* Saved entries
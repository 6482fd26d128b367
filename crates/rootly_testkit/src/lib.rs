//! # Rootly Testkit
//!
//! Test utilities for the Rootly access sync.
//!
//! This crate provides:
//! - Builders for upstream users, teams, secrets and schedules
//! - `FixtureServer`, an in-process JSON:API server for loopback tests
//! - Property-based test generators for traversal stacks
//!
//! ## Usage
//!
//! ```rust,ignore
//! use rootly_testkit::prelude::*;
//!
//! #[test]
//! fn lists_users_over_loopback() {
//!     let server = FixtureServer::new().with_user(user("96913", "Ada", "ada@example.com"));
//!     let client = loopback_client(server);
//!     // ... drive the client
//! }
//! ```

#![deny(unsafe_code)]
#![warn(missing_docs)]

pub mod fixtures;
pub mod generators;
pub mod server;

/// Prelude module for convenient imports
pub mod prelude {
    pub use crate::fixtures::*;
    pub use crate::generators::*;
    pub use crate::server::*;
}

pub use fixtures::*;
pub use generators::*;
pub use server::*;
//! Configuration for the upstream client.

use secrecy::SecretString;
use std::time::Duration;

/// Default Rootly API endpoint.
pub const DEFAULT_BASE_URL: &str = "https://api.rootly.com";

/// Default number of items requested per page.
pub const DEFAULT_PAGE_SIZE: u32 = 100;

/// Configuration for the Rootly client.
#[derive(Debug, Clone)]
pub struct ClientConfig {
    /// API base URL.
    pub base_url: String,
    /// API key sent as a bearer token.
    pub api_key: SecretString,
    /// Number of items requested per page.
    pub page_size: u32,
    /// Retry configuration.
    pub retry: RetryConfig,
    /// Request timeout.
    pub timeout: Duration,
}

impl ClientConfig {
    /// Creates a new client configuration for the default endpoint.
    pub fn new(api_key: impl Into<String>) -> Self {
        Self {
            base_url: DEFAULT_BASE_URL.to_string(),
            api_key: SecretString::from(api_key.into()),
            page_size: DEFAULT_PAGE_SIZE,
            retry: RetryConfig::default(),
            timeout: Duration::from_secs(30),
        }
    }

    /// Sets the API base URL.
    pub fn with_base_url(mut self, base_url: impl Into<String>) -> Self {
        self.base_url = base_url.into();
        self
    }

    /// Sets the page size.
    pub fn with_page_size(mut self, size: u32) -> Self {
        self.page_size = size.max(1);
        self
    }

    /// Sets the retry configuration.
    pub fn with_retry(mut self, retry: RetryConfig) -> Self {
        self.retry = retry;
        self
    }

    /// Sets the request timeout.
    pub fn with_timeout(mut self, timeout: Duration) -> Self {
        self.timeout = timeout;
        self
    }
}

/// Configuration for retry behavior.
#[derive(Debug, Clone)]
pub struct RetryConfig {
    /// Maximum number of attempts, including the first one.
    pub max_attempts: u32,
    /// Initial delay between retries.
    pub initial_delay: Duration,
    /// Maximum delay between retries.
    pub max_delay: Duration,
    /// Multiplier for exponential backoff.
    pub backoff_multiplier: f64,
    /// Whether to add jitter to delays.
    pub add_jitter: bool,
}

impl RetryConfig {
    /// Creates a new retry configuration.
    pub fn new(max_attempts: u32) -> Self {
        Self {
            max_attempts: max_attempts.max(1),
            initial_delay: Duration::from_millis(250),
            max_delay: Duration::from_secs(30),
            backoff_multiplier: 2.0,
            add_jitter: true,
        }
    }

    /// Creates a configuration with no retries.
    pub fn no_retry() -> Self {
        Self {
            max_attempts: 1,
            initial_delay: Duration::ZERO,
            max_delay: Duration::ZERO,
            backoff_multiplier: 1.0,
            add_jitter: false,
        }
    }

    /// Sets the initial delay.
    pub fn with_initial_delay(mut self, delay: Duration) -> Self {
        self.initial_delay = delay;
        self
    }

    /// Sets the maximum delay.
    pub fn with_max_delay(mut self, delay: Duration) -> Self {
        self.max_delay = delay;
        self
    }

    /// Sets the backoff multiplier.
    pub fn with_backoff_multiplier(mut self, multiplier: f64) -> Self {
        self.backoff_multiplier = multiplier;
        self
    }

    /// Disables jitter.
    pub fn without_jitter(mut self) -> Self {
        self.add_jitter = false;
        self
    }

    /// Calculates the delay for a given attempt (0-indexed).
    pub fn delay_for_attempt(&self, attempt: u32) -> Duration {
        if attempt == 0 {
            return Duration::ZERO;
        }

        let base_delay = self.initial_delay.as_secs_f64()
            * self.backoff_multiplier.powi(attempt.saturating_sub(1) as i32);

        let delay_secs = base_delay.min(self.max_delay.as_secs_f64());

        if self.add_jitter {
            // Up to 25% jitter
            let jitter = delay_secs * 0.25 * rand_jitter();
            Duration::from_secs_f64(delay_secs + jitter)
        } else {
            Duration::from_secs_f64(delay_secs)
        }
    }
}

impl Default for RetryConfig {
    fn default() -> Self {
        Self::new(3)
    }
}

/// Cheap pseudo-random value in `[0, 1)` derived from the clock.
fn rand_jitter() -> f64 {
    use std::time::SystemTime;
    let nanos = SystemTime::now()
        .duration_since(SystemTime::UNIX_EPOCH)
        .unwrap_or_default()
        .subsec_nanos();
    (nanos % 1000) as f64 / 1000.0
}

#[cfg(test)]
mod tests {
    use super::*;
    use secrecy::ExposeSecret;

    #[test]
    fn client_config_builder() {
        let config = ClientConfig::new("rootly_abc")
            .with_base_url("https://api.example.com")
            .with_page_size(25)
            .with_timeout(Duration::from_secs(60));

        assert_eq!(config.base_url, "https://api.example.com");
        assert_eq!(config.api_key.expose_secret(), "rootly_abc");
        assert_eq!(config.page_size, 25);
        assert_eq!(config.timeout, Duration::from_secs(60));
    }

    #[test]
    fn client_config_defaults() {
        let config = ClientConfig::new("key");
        assert_eq!(config.base_url, DEFAULT_BASE_URL);
        assert_eq!(config.page_size, DEFAULT_PAGE_SIZE);
        assert_eq!(config.retry.max_attempts, 3);
    }

    #[test]
    fn page_size_is_at_least_one() {
        let config = ClientConfig::new("key").with_page_size(0);
        assert_eq!(config.page_size, 1);
    }

    #[test]
    fn api_key_is_redacted_in_debug() {
        let config = ClientConfig::new("super-secret");
        assert!(!format!("{:?}", config).contains("super-secret"));
    }

    #[test]
    fn retry_config_no_retry() {
        let config = RetryConfig::no_retry();
        assert_eq!(config.max_attempts, 1);
    }

    #[test]
    fn retry_delay_calculation() {
        let config = RetryConfig::new(5)
            .with_initial_delay(Duration::from_millis(100))
            .with_backoff_multiplier(2.0);

        assert_eq!(config.delay_for_attempt(0), Duration::ZERO);

        let delay1 = config.delay_for_attempt(1);
        assert!(delay1 >= Duration::from_millis(100));
        assert!(delay1 <= Duration::from_millis(125));

        let delay2 = config.delay_for_attempt(2);
        assert!(delay2 >= Duration::from_millis(200));
    }

    #[test]
    fn retry_delay_respects_max() {
        let config = RetryConfig::new(10)
            .with_initial_delay(Duration::from_secs(1))
            .with_max_delay(Duration::from_secs(5))
            .with_backoff_multiplier(10.0)
            .without_jitter();

        assert_eq!(config.delay_for_attempt(5), Duration::from_secs(5));
    }
}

* WHAT IS REQUIRED
Go through the records above and copy each one exactly.

* SOLUTION
repository 6482fd26d128b367
filename crates/rootly_testkit/src/lib.rs
//! # Rootly Testkit
//!
//! Test utilities for the Rootly access sync.
//!
//! This crate provides:
//! - Builders for upstream users, teams, secrets and schedules
//! - `FixtureServer`, an in-process JSON:API server for loopback tests
//! - Property-based test generators for traversal stacks
//!
//! ## Usage
//!
//! ```rust,ignore
//! use rootly_testkit::prelude::*;
//!
//! #[test]
//! fn lists_users_over_loopback() {
//!     let server = FixtureServer::new().with_user(user("96913", "Ada", "ada@example.com"));
//!     let client = loopback_client(server);
//!     // ... drive the client
//! }
//! ```

#![deny(unsafe_code)]
#![warn(missing_docs)]

pub mod fixtures;
pub mod generators;
pub mod server;

/// Prelude module for convenient imports
pub mod prelude {
    pub use crate::fixtures::*;
    pub use crate::generators::*;
    pub use crate::server::*;
}

pub use fixtures::*;
pub use generators::*;
pub use server::*;
//! Configuration for the upstream client.

use secrecy::SecretString;
use std::time::Duration;

/// Default Rootly API endpoint.
pub const DEFAULT_BASE_URL: &str = "https://api.rootly.com";

/// Default number of items requested per page.
pub const DEFAULT_PAGE_SIZE: u32 = 100;

/// Configuration for the Rootly client.
#[derive(Debug, Clone)]
pub struct ClientConfig {
    /// API base URL.
    pub base_url: String,
    /// API key sent as a bearer token.
    pub api_key: SecretString,
    /// Number of items requested per page.
    pub page_size: u32,
    /// Retry configuration.
    pub retry: RetryConfig,
    /// Request timeout.
    pub timeout: Duration,
}

impl ClientConfig {
    /// Creates a new client configuration for the default endpoint.
    pub fn new(api_key: impl Into<String>) -> Self {
        Self {
            base_url: DEFAULT_BASE_URL.to_string(),
            api_key: SecretString::from(api_key.into()),
            page_size: DEFAULT_PAGE_SIZE,
            retry: RetryConfig::default(),
            timeout: Duration::from_secs(30),
        }
    }

    /// Sets the API base URL.
    pub fn with_base_url(mut self, base_url: impl Into<String>) -> Self {
        self.base_url = base_url.into();
        self
    }

    /// Sets the page size.
    pub fn with_page_size(mut self, size: u32) -> Self {
        self.page_size = size.max(1);
        self
    }

    /// Sets the retry configuration.
    pub fn with_retry(mut self, retry: RetryConfig) -> Self {
        self.retry = retry;
        self
    }

    /// Sets the request timeout.
    pub fn with_timeout(mut self, timeout: Duration) -> Self {
        self.timeout = timeout;
        self
    }
}

/// Configuration for retry behavior.
#[derive(Debug, Clone)]
pub struct RetryConfig {
    /// Maximum number of attempts, including the first one.
    pub max_attempts: u32,
    /// Initial delay between retries.
    pub initial_delay: Duration,
    /// Maximum delay between retries.
    pub max_delay: Duration,
    /// Multiplier for exponential backoff.
    pub backoff_multiplier: f64,
    /// Whether to add jitter to delays.
    pub add_jitter: bool,
}

impl RetryConfig {
    /// Creates a new retry configuration.
    pub fn new(max_attempts: u32) -> Self {
        Self {
            max_attempts: max_attempts.max(1),
            initial_delay: Duration::from_millis(250),
            max_delay: Duration::from_secs(30),
            backoff_multiplier: 2.0,
            add_jitter: true,
        }
    }

    /// Creates a configuration with no retries.
    pub fn no_retry() -> Self {
        Self {
            max_attempts: 1,
            initial_delay: Duration::ZERO,
            max_delay: Duration::ZERO,
            backoff_multiplier: 1.0,
            add_jitter: false,
        }
    }

    /// Sets the initial delay.
    pub fn with_initial_delay(mut self, delay: Duration) -> Self {
        self.initial_delay = delay;
        self
    }

    /// Sets the maximum delay.
    pub fn with_max_delay(mut self, delay: Duration) -> Self {
        self.max_delay = delay;
        self
    }

    /// Sets the backoff multiplier.
    pub fn with_backoff_multiplier(mut self, multiplier: f64) -> Self {
        self.backoff_multiplier = multiplier;
        self
    }

    /// Disables jitter.
    pub fn without_jitter(mut self) -> Self {
        self.add_jitter = false;
        self
    }

    /// Calculates the delay for a given attempt (0-indexed).
    pub fn delay_for_attempt(&self, attempt: u32) -> Duration {
        if attempt == 0 {
            return Duration::ZERO;
        }

        let base_delay = self.initial_delay.as_secs_f64()
            * self.backoff_multiplier.powi(attempt.saturating_sub(1) as i32);

        let delay_secs = base_delay.min(self.max_delay.as_secs_f64());

        if self.add_jitter {
            // Up to 25% jitter
            let jitter = delay_secs * 0.25 * rand_jitter();
            Duration::from_secs_f64(delay_secs + jitter)
        } else {
            Duration::from_secs_f64(delay_secs)
        }
    }
}

impl Default for RetryConfig {
    fn default() -> Self {
        Self::new(3)
    }
}

/// Cheap pseudo-random value in `[0, 1)` derived from the clock.
fn rand_jitter() -> f64 {
    use std::time::SystemTime;
    let nanos = SystemTime::now()
        .duration_since(SystemTime::UNIX_EPOCH)
        .unwrap_or_default()
        .subsec_nanos();
    (nanos % 1000) as f64 / 1000.0
}

#[cfg(test)]
mod tests {
    use super::*;
    use secrecy::ExposeSecret;

    #[test]
    fn client_config_builder() {
        let config = ClientConfig::new("rootly_abc")
            .with_base_url("https://api.example.com")
            .with_page_size(25)
            .with_timeout(Duration::from_secs(60));

        assert_eq!(config.base_url, "https://api.example.com");
        assert_eq!(config.api_key.expose_secret(), "rootly_abc");
        assert_eq!(config.page_size, 25);
        assert_eq!(config.timeout, Duration::from_secs(60));
    }

    #[test]
    fn client_config_defaults() {
        let config = ClientConfig::new("key");
        assert_eq!(config.base_url, DEFAULT_BASE_URL);
        assert_eq!(config.page_size, DEFAULT_PAGE_SIZE);
        assert_eq!(config.retry.max_attempts, 3);
    }

    #[test]
    fn page_size_is_at_least_one() {
        let config = ClientConfig::new("key").with_page_size(0);
        assert_eq!(config.page_size, 1);
    }

    #[test]
    fn api_key_is_redacted_in_debug() {
        let config = ClientConfig::new("super-secret");
        assert!(!format!("{:?}", config).contains("super-secret"));
    }

    #[test]
    fn retry_config_no_retry() {
        let config = RetryConfig::no_retry();
        assert_eq!(config.max_attempts, 1);
    }

    #[test]
    fn retry_delay_calculation() {
        let config = RetryConfig::new(5)
            .with_initial_delay(Duration::from_millis(100))
            .with_backoff_multiplier(2.0);

        assert_eq!(config.delay_for_attempt(0), Duration::ZERO);

        let delay1 = config.delay_for_attempt(1);
        assert!(delay1 >= Duration::from_millis(100));
        assert!(delay1 <= Duration::from_millis(125));

        let delay2 = config.delay_for_attempt(2);
        assert!(delay2 >= Duration::from_millis(200));
    }

    #[test]
    fn retry_delay_respects_max() {
        let config = RetryConfig::new(10)
            .with_initial_delay(Duration::from_secs(1))
            .with_max_delay(Duration::from_secs(5))
            .with_backoff_multiplier(10.0)
            .without_jitter();

        assert_eq!(config.delay_for_attempt(5), Duration::from_secs(5));
    }
}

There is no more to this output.